Everything in me stiffened as I watched her. My face froze in fear and confusion. The screech of the Tar sounded again, seeping out of what was once my friend as the sharp points of the razor sharp feathers began to cut through her skin and clothes. Her skin darkened as her body fell away, leaving a monster behind.
I couldn’t scream, I couldn’t move. My hands clenched tightly around the rail I still held, the tip lifted as I prepared to strike. However my body would not respond to the desperate plea that surged through me. I sat still as I watched her change, as I watched her become a monster. I tried to understand what I was seeing, but I knew there was no way to understand. No explanation.
Don’t trust a cut wrist.
I couldn’t look away from Sarah’s face—the face that was now surrounded by jet black razor feathers, each one covered in the black of her blood. I stared into her dark blue eyes as she stared at me. Her breath heaved as the change completed itself. Her mouth opened and she screamed, the human sound I expected replaced by the call of death that I was so familiar with. It was loud in my head as it ricocheted through me.
“Death…” she hissed, her voice distorted beyond recognition, the screech of the Ulama taking over.
I had been so focused on her face, on the sound that seeped from her mouth, that I didn’t see it coming before it was almost too late.
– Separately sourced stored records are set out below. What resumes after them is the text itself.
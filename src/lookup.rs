use moka::future::Cache;
use serde::{de::DeserializeOwned, Serialize};
use std::future::Future;
use uuid::Uuid;

use crate::cache_validator::ValidatedCacheEntry;
use crate::circuit_breaker::guarded;
use crate::errors::{AppError, ResultExt};
use crate::handlers::AppState;
use crate::matcher::match_transactions_with;
use crate::models::{QueryAddress, RawMutationRecord, UnitsResponse};
use crate::services::{CadastreService, DvfService, GeocoderService};
use crate::summary::summarize;

/// Longest free-text address accepted from clients.
pub const MAX_ADDRESS_LEN: usize = 200;

/// Complete lookup for a free-text address.
///
/// 1. Geocode the address (best candidate only)
/// 2. Resolve the cadastral section under its coordinates
/// 3. Fetch the section's DVF mutations (always fresh)
/// 4. Match them against the address and summarize
///
/// Any upstream failure aborts the chain before matching. A missing section
/// or an empty section is a normal outcome and yields no transactions.
pub async fn lookup_units(state: &AppState, address: &str) -> Result<UnitsResponse, AppError> {
    let address = validate_address(address)?;
    let lookup_id = Uuid::new_v4();
    let policy = state.config.match_policy;

    tracing::info!("[{}] Starting units lookup for '{}'", lookup_id, address);

    // Step 1: Geocode
    let query = geocode(state, address, 1)
        .await
        .context("Geocoding failed")?
        .into_iter()
        .next()
        .ok_or_else(|| AppError::NotFound(format!("No address found for '{}'", address)))?;

    tracing::info!(
        "[{}] Geocoded to '{}' (citycode {}, number {:?})",
        lookup_id,
        query.label,
        query.city_code,
        query.house_number()
    );

    // Step 2: Resolve cadastral section
    let section_id = match query.coordinates {
        Some(point) => {
            let cadastre = CadastreService::new(&state.config, state.http.clone());
            guarded(
                &state.breakers.cadastre,
                "cadastre",
                cadastre.resolve_section(point),
            )
            .await
            .context("Cadastral section lookup failed")?
        }
        None => {
            tracing::warn!("[{}] Geocoder returned no coordinates", lookup_id);
            None
        }
    };

    let Some(section_id) = section_id else {
        tracing::info!("[{}] No cadastral section, returning empty result", lookup_id);
        return Ok(UnitsResponse {
            lookup_id,
            address: query,
            section_id: None,
            match_policy: policy,
            transactions: Vec::new(),
            summary: summarize(&[]),
        });
    };

    // Step 3: Fetch mutations
    let records = section_mutations(state, &query.city_code, &section_id)
        .await
        .with_context(|| format!("Mutation fetch failed for section {}", section_id))?;

    // Step 4: Match and summarize
    let transactions = match_transactions_with(policy, &query, &records);
    let summary = summarize(&transactions);

    tracing::info!(
        "[{}] {} of {} mutation(s) matched in section {}",
        lookup_id,
        transactions.len(),
        records.len(),
        section_id
    );

    Ok(UnitsResponse {
        lookup_id,
        address: query,
        section_id: Some(section_id),
        match_policy: policy,
        transactions,
        summary,
    })
}

/// Geocoder candidates for `address`, served from the response cache when possible.
pub async fn geocode(
    state: &AppState,
    address: &str,
    limit: u8,
) -> Result<Vec<QueryAddress>, AppError> {
    let address = validate_address(address)?;
    let key = format!("geo:{}:{}", limit, address.to_lowercase());
    let geocoder = GeocoderService::new(&state.config, state.http.clone());

    cached(state.response_cache.as_ref(), key, async {
        guarded(
            &state.breakers.geocoder,
            "geocoder",
            geocoder.search(address, limit),
        )
        .await
    })
    .await
}

/// Section mutations are fetched fresh on every lookup, never cached.
async fn section_mutations(
    state: &AppState,
    city_code: &str,
    section_id: &str,
) -> Result<Vec<RawMutationRecord>, AppError> {
    let dvf = DvfService::new(&state.config, state.http.clone());

    guarded(
        &state.breakers.dvf,
        "dvf",
        dvf.fetch_mutations(city_code, section_id),
    )
    .await
}

fn validate_address(address: &str) -> Result<&str, AppError> {
    let address = address.trim();
    if address.is_empty() {
        return Err(AppError::BadRequest("Address cannot be empty".to_string()));
    }
    if address.chars().count() > MAX_ADDRESS_LEN {
        return Err(AppError::BadRequest(format!(
            "Address too long (max {} characters)",
            MAX_ADDRESS_LEN
        )));
    }
    Ok(address)
}

/// Returns the cached value for `key` if its checksum still holds,
/// otherwise awaits `fetch` and caches a successful result.
async fn cached<T, F>(
    cache: Option<&Cache<String, String>>,
    key: String,
    fetch: F,
) -> Result<T, AppError>
where
    T: Serialize + DeserializeOwned,
    F: Future<Output = Result<T, AppError>>,
{
    if let Some(cache) = cache {
        if let Some(sealed) = cache.get(&key).await {
            if let Some(value) = ValidatedCacheEntry::open::<T>(&sealed) {
                tracing::debug!("Cache HIT (validated) for {}", key);
                return Ok(value);
            }
            tracing::warn!("Cache validation failed for {}, refetching", key);
            cache.invalidate(&key).await;
        }
    }

    tracing::debug!("Cache MISS for {}", key);
    let value = fetch.await?;

    if let Some(cache) = cache {
        if let Some(sealed) = ValidatedCacheEntry::seal(&value) {
            cache.insert(key, sealed).await;
        }
    }

    Ok(value)
}

#[cfg(test)]
mod tests {
    use super::*;

    #[test]
    fn test_validate_address() {
        assert_eq!(validate_address("  36 rue X  ").unwrap(), "36 rue X");
        assert!(matches!(validate_address("   "), Err(AppError::BadRequest(_))));
        assert!(matches!(
            validate_address(&"a".repeat(MAX_ADDRESS_LEN + 1)),
            Err(AppError::BadRequest(_))
        ));
    }

    #[tokio::test]
    async fn test_cached_serves_second_call_from_cache() {
        let cache: Cache<String, String> = Cache::builder().max_capacity(10).build();

        let first: Vec<String> = cached(Some(&cache), "k".to_string(), async {
            Ok(vec!["fresh".to_string()])
        })
        .await
        .unwrap();
        assert_eq!(first, vec!["fresh"]);

        let second: Vec<String> = cached(Some(&cache), "k".to_string(), async {
            Err(AppError::ExternalApiError("should not be called".into()))
        })
        .await
        .unwrap();
        assert_eq!(second, vec!["fresh"]);
    }

    #[tokio::test]
    async fn test_cached_does_not_store_errors() {
        let cache: Cache<String, String> = Cache::builder().max_capacity(10).build();

        let failed: Result<Vec<String>, AppError> = cached(Some(&cache), "k".to_string(), async {
            Err(AppError::ExternalApiError("down".into()))
        })
        .await;
        assert!(failed.is_err());
        assert!(cache.get("k").await.is_none());
    }

    #[tokio::test]
    async fn test_cached_refetches_tampered_entry() {
        let cache: Cache<String, String> = Cache::builder().max_capacity(10).build();
        cache.insert("k".to_string(), "{\"data\":\"[1]\",\"checksum\":\"00\"}".to_string()).await;

        let value: Vec<u32> = cached(Some(&cache), "k".to_string(), async { Ok(vec![2]) })
            .await
            .unwrap();
        assert_eq!(value, vec![2]);
    }
}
The golden talons that had replaced her fingers lifted above her head, the final blow one drop away from ending me.
The screech grew as my scream joined it. The fear that had gripped me finally released as my arms moved, the rail swinging ahead of me in an attempt to attack her, only to be intercepted by the long, golden talons, the metallic clang ringing through the empty space.
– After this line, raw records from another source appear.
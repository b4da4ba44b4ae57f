//! ehw-testkit
//!
//! In-memory collaborators and fixture builders for scenario tests.
//! Nothing here talks to the network.

use std::path::Path;
use std::sync::atomic::{AtomicUsize, Ordering};
use std::sync::Mutex;

use anyhow::{Context, Result};
use ehw_model::{RawAsset, RawDetail, Snapshot};
use ehw_notify::{Notifier, NotifyError};
use ehw_source::{HoldingsSource, SourceError};
use ehw_store::SnapshotStore;
use tempfile::TempDir;

// ---------------------------------------------------------------------------
// Sources
// ---------------------------------------------------------------------------

/// Returns the same asset list on every fetch.
#[derive(Debug, Clone)]
pub struct StaticSource {
    assets: Vec<RawAsset>,
}

impl StaticSource {
    pub fn new(assets: Vec<RawAsset>) -> Self {
        Self { assets }
    }
}

#[async_trait::async_trait]
impl HoldingsSource for StaticSource {
    fn name(&self) -> &str {
        "static"
    }

    async fn fetch_assets(&self) -> Result<Vec<RawAsset>, SourceError> {
        Ok(self.assets.clone())
    }
}

/// Fails every fetch with a fixed error.
#[derive(Debug, Clone)]
pub struct FailingSource {
    error: SourceError,
}

impl FailingSource {
    pub fn new(error: SourceError) -> Self {
        Self { error }
    }
}

#[async_trait::async_trait]
impl HoldingsSource for FailingSource {
    fn name(&self) -> &str {
        "failing"
    }

    async fn fetch_assets(&self) -> Result<Vec<RawAsset>, SourceError> {
        Err(self.error.clone())
    }
}

// ---------------------------------------------------------------------------
// Notifiers
// ---------------------------------------------------------------------------

/// Keeps every delivered message in order.
#[derive(Debug, Default)]
pub struct RecordingNotifier {
    messages: Mutex<Vec<String>>,
}

impl RecordingNotifier {
    pub fn new() -> Self {
        Self::default()
    }

    pub fn messages(&self) -> Vec<String> {
        self.messages
            .lock()
            .unwrap_or_else(|p| p.into_inner())
            .clone()
    }

    pub fn count(&self) -> usize {
        self.messages.lock().unwrap_or_else(|p| p.into_inner()).len()
    }
}

#[async_trait::async_trait]
impl Notifier for RecordingNotifier {
    fn name(&self) -> &str {
        "recording"
    }

    async fn deliver(&self, text: &str) -> Result<(), NotifyError> {
        self.messages
            .lock()
            .unwrap_or_else(|p| p.into_inner())
            .push(text.to_string());
        Ok(())
    }
}

/// Rejects every message, counting attempts.
#[derive(Debug, Default)]
pub struct FailingNotifier {
    attempts: AtomicUsize,
}

impl FailingNotifier {
    pub fn new() -> Self {
        Self::default()
    }

    pub fn attempts(&self) -> usize {
        self.attempts.load(Ordering::SeqCst)
    }
}

#[async_trait::async_trait]
impl Notifier for FailingNotifier {
    fn name(&self) -> &str {
        "failing"
    }

    async fn deliver(&self, _text: &str) -> Result<(), NotifyError> {
        self.attempts.fetch_add(1, Ordering::SeqCst);
        Err(NotifyError::Transport("simulated outage".to_string()))
    }
}

// ---------------------------------------------------------------------------
// Fixtures
// ---------------------------------------------------------------------------

/// `(code, name, weight, shares)`
pub type Holding<'a> = (&'a str, &'a str, f64, i64);

/// Asset list shaped like the disclosure page: NAV, CASH, then one ST record.
pub fn asset_list(nav: f64, cash: f64, holdings: &[Holding<'_>]) -> Vec<RawAsset> {
    let details = holdings
        .iter()
        .map(|&(code, name, weight, shares)| RawDetail::new(code, name, weight, shares))
        .collect();
    vec![
        RawAsset::scalar("NAV", nav),
        RawAsset::scalar("CASH", cash),
        RawAsset::stocks(details),
    ]
}

pub fn snapshot_of(holdings: &[Holding<'_>], cash_position: f64) -> Snapshot {
    Snapshot::from_entries(
        holdings
            .iter()
            .map(|&(code, name, weight, shares)| {
                ehw_model::HoldingEntry::new(code, name, weight, shares)
            }),
        cash_position,
    )
}

/// Minimal disclosure page embedding `assets` the way the live site does.
pub fn page_html(assets: &[RawAsset]) -> Result<String> {
    let json = serde_json::to_string(assets).context("serialize asset list")?;
    let escaped = json
        .replace('&', "&amp;")
        .replace('"', "&quot;")
        .replace('<', "&lt;")
        .replace('>', "&gt;");
    Ok(format!(
        "<!DOCTYPE html><html><head><meta charset=\"utf-8\"></head><body>\
         <div class=\"fund\"><div id=\"DataAsset\" data-content=\"{escaped}\"></div></div>\
         </body></html>"
    ))
}

/// Snapshot file from before share tracking: no `shares` column.
pub fn write_legacy_csv(path: &Path) -> Result<()> {
    std::fs::write(path, "name,code,weight\nTSMC,2330,9.07\nMediaTek,2454,4.10\n")
        .with_context(|| format!("write legacy csv: {}", path.display()))
}

/// A [`SnapshotStore`] inside a temp dir that lives as long as this value.
pub struct TempStore {
    _dir: TempDir,
    pub store: SnapshotStore,
}

impl TempStore {
    pub fn new() -> Result<Self> {
        let dir = tempfile::tempdir().context("create temp dir")?;
        let store = SnapshotStore::new(dir.path().join("holdings.csv"));
        Ok(Self { _dir: dir, store })
    }
}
I barely held onto the rail, the impact threatening to send it to the ground. I gripped it tightly as I swung blindly, not waiting to see if my aim was right. The rail only made it half way to her before her arm swung wide, the talons coming toward me like five razor sharp knives. I jumped away in an attempt to avoid them, only to find my back pressed against shelving, the ridge of the backpack hard against my back.
I pressed myself against it, my eyes wandering as I tried to find a way to dodge her, a way to attack. Part of me screamed not to hurt her, that it was still her, that this was all a joke. It wasn’t, though. I could see that in the deathly black of her eyes.
She would kill me. I needed to kill her first. I let the shelf fall behind me before I lunged myself toward her, the rail held out like a spear. The pressure on my arm increased as the rail came in contact with the flesh of her abdomen and I stepped forward plunging it into her.
The creature screamed as the sound of ripping flesh filled the air, the screech high-pitched and pained as I lunged the bar into her. Everything inside of me tensed as I looked into Sarah’s face, her jaw wide as the scream left her, her eyes angry and pained. I knew I had to attack her, but now that I stood with my hands pressed against the flowing wound in her abdomen, I wasn’t sure that what I had done was the right decision. Regret was more than what she deserved, what the thing in front of me deserved. It didn’t matter. I felt it anyway.